There are also at least three unreasonable - but very real - reasons why people do not take allowed days off:

  1. Using “too much” vacation time is frowned upon by management.
  2. If employees fear lay-offs they tend to do what they can to be indispensable at work, including always being there.
  3. Working hard and doing what it takes is a virtue in the U.S., even if it makes us miserable.

The Cost of All Work and No Play

John De Graaf made a documentary about overworked Americans called Running Out of Time. He said, “Women who don’t take regular vacations are anywhere from two to eight times more likely to suffer from depression, and have a 50 percent higher chance of heart disease.” The health risks are higher for men.

Not enough down time is a problem for individual well being and in the long run, it taps into employer profits. A study conducted by Middle Tennessee State University found that stress-related health expenses costs U.S. businesses approximately $344 billion each year.

The Livable Truth

It seems we do not believe what research is forever showing us, that productive workers take frequent breaks. They also take time to pursue interests, enjoy family, friends, and leisure pursuits which sometimes involves doing nothing.

The University of Singapore did an interesting study. It revealed that employees who spend up to 20 percent of their time at work goofing-off on the Internet are nine percent more productive than disciplined workers who avoid online distraction. This indicates that most of us know when we need a break and then we get on with our work.

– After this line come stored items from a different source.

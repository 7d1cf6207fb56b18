//! Materialise the registry as tables.

use crate::entity_metadata::{AttributeType, EntityMetadata, SchemaRegistry};
use crate::types::RefractResult;
use sea_orm::sea_query::{Alias, ColumnDef, Index, Table, TableCreateStatement};
use sea_orm::ConnectionTrait;

fn column_def(entity: &EntityMetadata, name: &str, ty: AttributeType, nullable: bool) -> ColumnDef {
    let mut def = ColumnDef::new(Alias::new(name));
    match ty {
        AttributeType::Integer => def.integer(),
        AttributeType::BigInteger => def.big_integer(),
        AttributeType::String => def.string(),
        AttributeType::Text => def.text(),
        AttributeType::Boolean => def.boolean(),
        AttributeType::Double => def.double(),
        AttributeType::Decimal => def.decimal(),
        AttributeType::DateTime => def.timestamp_with_time_zone(),
        AttributeType::Uuid => def.uuid(),
    };
    if !nullable {
        def.not_null();
    }
    if let [pk] = entity.primary_key.as_slice() {
        if pk == name {
            def.primary_key();
            if entity.auto_increment {
                def.auto_increment();
            }
        }
    }
    def
}

/// `CREATE TABLE IF NOT EXISTS` for one entity. Join entities get a
/// composite primary key over their foreign keys.
pub fn create_table_statement(entity: &EntityMetadata) -> TableCreateStatement {
    let mut table = Table::create();
    table.table(Alias::new(&entity.table_name)).if_not_exists();
    for attr in &entity.attributes {
        let mut def = column_def(entity, &attr.name, attr.ty, attr.nullable);
        table.col(&mut def);
    }
    if entity.primary_key.len() > 1 {
        let mut pk = Index::create();
        for column in &entity.primary_key {
            pk.col(Alias::new(column));
        }
        table.primary_key(&mut pk);
    }
    table
}

/// Create every table of `registry`; with `force`, drop them first.
pub async fn sync<C: ConnectionTrait>(
    conn: &C,
    registry: &SchemaRegistry,
    force: bool,
) -> RefractResult<()> {
    let backend = conn.get_database_backend();
    if force {
        for entity in registry.entities().collect::<Vec<_>>().into_iter().rev() {
            let mut stmt = Table::drop();
            stmt.table(Alias::new(&entity.table_name)).if_exists();
            conn.execute(backend.build(&stmt)).await?;
        }
    }
    for entity in registry.entities() {
        conn.execute(backend.build(&create_table_statement(entity)))
            .await?;
        log::debug!("sync: table '{}' ready", entity.table_name);
    }
    Ok(())
}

Now that the workplace has gone digital we are more productivity obsessed than ever, and because the economy is rocky, fear and anxiety in the workplace are high. However, depriving ourselves of long or short vacations harms our health, lowers efficiency, and creates resentment toward employers over time.

Taking Care of Ourselves

Not having a job causes anxiety. Living in fear that we will lose our job if we appear to be less than superhuman produces anxiety. Working as if we are superhuman causes stress, anxiety, harms our health, and lowers our work efficiency. We have created a difficult world to live in.